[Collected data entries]
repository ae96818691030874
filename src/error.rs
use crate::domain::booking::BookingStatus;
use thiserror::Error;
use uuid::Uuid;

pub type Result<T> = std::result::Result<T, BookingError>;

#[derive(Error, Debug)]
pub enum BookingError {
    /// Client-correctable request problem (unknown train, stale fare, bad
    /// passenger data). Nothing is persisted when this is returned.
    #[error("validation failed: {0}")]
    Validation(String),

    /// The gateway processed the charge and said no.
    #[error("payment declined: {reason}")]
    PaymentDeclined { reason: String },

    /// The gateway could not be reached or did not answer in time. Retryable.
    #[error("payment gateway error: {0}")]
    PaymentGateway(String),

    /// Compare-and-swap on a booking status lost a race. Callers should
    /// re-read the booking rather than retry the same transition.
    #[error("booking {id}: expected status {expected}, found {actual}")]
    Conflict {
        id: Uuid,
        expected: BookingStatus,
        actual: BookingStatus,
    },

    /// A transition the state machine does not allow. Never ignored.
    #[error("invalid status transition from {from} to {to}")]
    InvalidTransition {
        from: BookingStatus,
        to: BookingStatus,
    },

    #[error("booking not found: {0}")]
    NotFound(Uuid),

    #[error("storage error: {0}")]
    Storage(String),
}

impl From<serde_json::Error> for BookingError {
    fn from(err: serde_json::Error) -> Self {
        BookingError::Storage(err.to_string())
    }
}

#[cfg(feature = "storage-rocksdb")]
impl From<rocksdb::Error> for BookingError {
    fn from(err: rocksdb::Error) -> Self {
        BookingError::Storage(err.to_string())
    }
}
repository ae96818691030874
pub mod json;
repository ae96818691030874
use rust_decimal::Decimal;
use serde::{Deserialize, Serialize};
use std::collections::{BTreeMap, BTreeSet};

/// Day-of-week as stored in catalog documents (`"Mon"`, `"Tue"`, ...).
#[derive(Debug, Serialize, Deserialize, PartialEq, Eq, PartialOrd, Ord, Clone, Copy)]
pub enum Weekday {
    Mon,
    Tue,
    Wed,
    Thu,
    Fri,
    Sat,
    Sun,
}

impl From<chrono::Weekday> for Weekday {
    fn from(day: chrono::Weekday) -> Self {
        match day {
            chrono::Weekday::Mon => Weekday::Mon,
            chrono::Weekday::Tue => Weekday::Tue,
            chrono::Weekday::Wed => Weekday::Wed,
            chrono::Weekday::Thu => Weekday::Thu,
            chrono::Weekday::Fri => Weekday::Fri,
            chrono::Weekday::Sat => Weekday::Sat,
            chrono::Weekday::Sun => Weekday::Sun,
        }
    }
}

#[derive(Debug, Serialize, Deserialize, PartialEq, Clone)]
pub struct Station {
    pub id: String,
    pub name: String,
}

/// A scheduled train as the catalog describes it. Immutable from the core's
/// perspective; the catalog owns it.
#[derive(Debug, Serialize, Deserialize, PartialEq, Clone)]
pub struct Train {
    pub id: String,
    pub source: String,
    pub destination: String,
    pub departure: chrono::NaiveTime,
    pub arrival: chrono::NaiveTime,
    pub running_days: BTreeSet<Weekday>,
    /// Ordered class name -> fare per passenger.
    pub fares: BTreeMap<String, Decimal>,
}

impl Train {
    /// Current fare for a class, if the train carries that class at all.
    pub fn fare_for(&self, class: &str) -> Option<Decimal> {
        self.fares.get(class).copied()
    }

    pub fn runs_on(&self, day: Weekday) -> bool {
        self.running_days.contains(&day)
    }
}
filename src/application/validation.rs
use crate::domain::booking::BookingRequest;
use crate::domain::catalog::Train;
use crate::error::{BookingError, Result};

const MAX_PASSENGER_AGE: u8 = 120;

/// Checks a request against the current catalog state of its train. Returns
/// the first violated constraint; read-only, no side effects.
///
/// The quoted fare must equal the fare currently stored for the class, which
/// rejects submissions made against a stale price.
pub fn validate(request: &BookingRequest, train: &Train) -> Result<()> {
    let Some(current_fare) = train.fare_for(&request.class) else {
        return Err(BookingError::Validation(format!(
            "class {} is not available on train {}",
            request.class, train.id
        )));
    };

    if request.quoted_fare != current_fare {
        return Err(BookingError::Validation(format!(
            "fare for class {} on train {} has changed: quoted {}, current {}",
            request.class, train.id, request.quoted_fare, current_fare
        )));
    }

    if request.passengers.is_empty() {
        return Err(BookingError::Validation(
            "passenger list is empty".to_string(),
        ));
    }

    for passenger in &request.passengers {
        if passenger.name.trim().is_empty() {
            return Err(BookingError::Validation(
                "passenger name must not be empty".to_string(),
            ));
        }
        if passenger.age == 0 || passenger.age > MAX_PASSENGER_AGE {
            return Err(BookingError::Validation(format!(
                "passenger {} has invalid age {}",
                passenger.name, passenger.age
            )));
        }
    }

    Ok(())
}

# Exercise aim
Reproduce the data. Keep it exact.

# Answer for the task
repository ae96818691030874
filename src/error.rs
use crate::domain::booking::BookingStatus;
use thiserror::Error;
use uuid::Uuid;

pub type Result<T> = std::result::Result<T, BookingError>;

#[derive(Error, Debug)]
pub enum BookingError {
    /// Client-correctable request problem (unknown train, stale fare, bad
    /// passenger data). Nothing is persisted when this is returned.
    #[error("validation failed: {0}")]
    Validation(String),

    /// The gateway processed the charge and said no.
    #[error("payment declined: {reason}")]
    PaymentDeclined { reason: String },

    /// The gateway could not be reached or did not answer in time. Retryable.
    #[error("payment gateway error: {0}")]
    PaymentGateway(String),

    /// Compare-and-swap on a booking status lost a race. Callers should
    /// re-read the booking rather than retry the same transition.
    #[error("booking {id}: expected status {expected}, found {actual}")]
    Conflict {
        id: Uuid,
        expected: BookingStatus,
        actual: BookingStatus,
    },

    /// A transition the state machine does not allow. Never ignored.
    #[error("invalid status transition from {from} to {to}")]
    InvalidTransition {
        from: BookingStatus,
        to: BookingStatus,
    },

    #[error("booking not found: {0}")]
    NotFound(Uuid),

    #[error("storage error: {0}")]
    Storage(String),
}

impl From<serde_json::Error> for BookingError {
    fn from(err: serde_json::Error) -> Self {
        BookingError::Storage(err.to_string())
    }
}

#[cfg(feature = "storage-rocksdb")]
impl From<rocksdb::Error> for BookingError {
    fn from(err: rocksdb::Error) -> Self {
        BookingError::Storage(err.to_string())
    }
}
repository ae96818691030874
pub mod json;
repository ae96818691030874
use rust_decimal::Decimal;
use serde::{Deserialize, Serialize};
use std::collections::{BTreeMap, BTreeSet};

/// Day-of-week as stored in catalog documents (`"Mon"`, `"Tue"`, ...).
#[derive(Debug, Serialize, Deserialize, PartialEq, Eq, PartialOrd, Ord, Clone, Copy)]
pub enum Weekday {
    Mon,
    Tue,
    Wed,
    Thu,
    Fri,
    Sat,
    Sun,
}

impl From<chrono::Weekday> for Weekday {
    fn from(day: chrono::Weekday) -> Self {
        match day {
            chrono::Weekday::Mon => Weekday::Mon,
            chrono::Weekday::Tue => Weekday::Tue,
            chrono::Weekday::Wed => Weekday::Wed,
            chrono::Weekday::Thu => Weekday::Thu,
            chrono::Weekday::Fri => Weekday::Fri,
            chrono::Weekday::Sat => Weekday::Sat,
            chrono::Weekday::Sun => Weekday::Sun,
        }
    }
}

#[derive(Debug, Serialize, Deserialize, PartialEq, Clone)]
pub struct Station {
    pub id: String,
    pub name: String,
}

/// A scheduled train as the catalog describes it. Immutable from the core's
/// perspective; the catalog owns it.
#[derive(Debug, Serialize, Deserialize, PartialEq, Clone)]
pub struct Train {
    pub id: String,
    pub source: String,
    pub destination: String,
    pub departure: chrono::NaiveTime,
    pub arrival: chrono::NaiveTime,
    pub running_days: BTreeSet<Weekday>,
    /// Ordered class name -> fare per passenger.
    pub fares: BTreeMap<String, Decimal>,
}

impl Train {
    /// Current fare for a class, if the train carries that class at all.
    pub fn fare_for(&self, class: &str) -> Option<Decimal> {
        self.fares.get(class).copied()
    }

    pub fn runs_on(&self, day: Weekday) -> bool {
        self.running_days.contains(&day)
    }
}
filename src/application/validation.rs
use crate::domain::booking::BookingRequest;
use crate::domain::catalog::Train;
use crate::error::{BookingError, Result};

const MAX_PASSENGER_AGE: u8 = 120;

/// Checks a request against the current catalog state of its train. Returns
/// the first violated constraint; read-only, no side effects.
///
/// The quoted fare must equal the fare currently stored for the class, which
/// rejects submissions made against a stale price.
pub fn validate(request: &BookingRequest, train: &Train) -> Result<()> {
    let Some(current_fare) = train.fare_for(&request.class) else {
        return Err(BookingError::Validation(format!(
            "class {} is not available on train {}",
            request.class, train.id
        )));
    };

    if request.quoted_fare != current_fare {
        return Err(BookingError::Validation(format!(
            "fare for class {} on train {} has changed: quoted {}, current {}",
            request.class, train.id, request.quoted_fare, current_fare
        )));
    }

    if request.passengers.is_empty() {
        return Err(BookingError::Validation(
            "passenger list is empty".to_string(),
        ));
    }

    for passenger in &request.passengers {
        if passenger.name.trim().is_empty() {
            return Err(BookingError::Validation(
                "passenger name must not be empty".to_string(),
            ));
        }
        if passenger.age == 0 || passenger.age > MAX_PASSENGER_AGE {
            return Err(BookingError::Validation(format!(
                "passenger {} has invalid age {}",
                passenger.name, passenger.age
            )));
        }
    }

    Ok(())
}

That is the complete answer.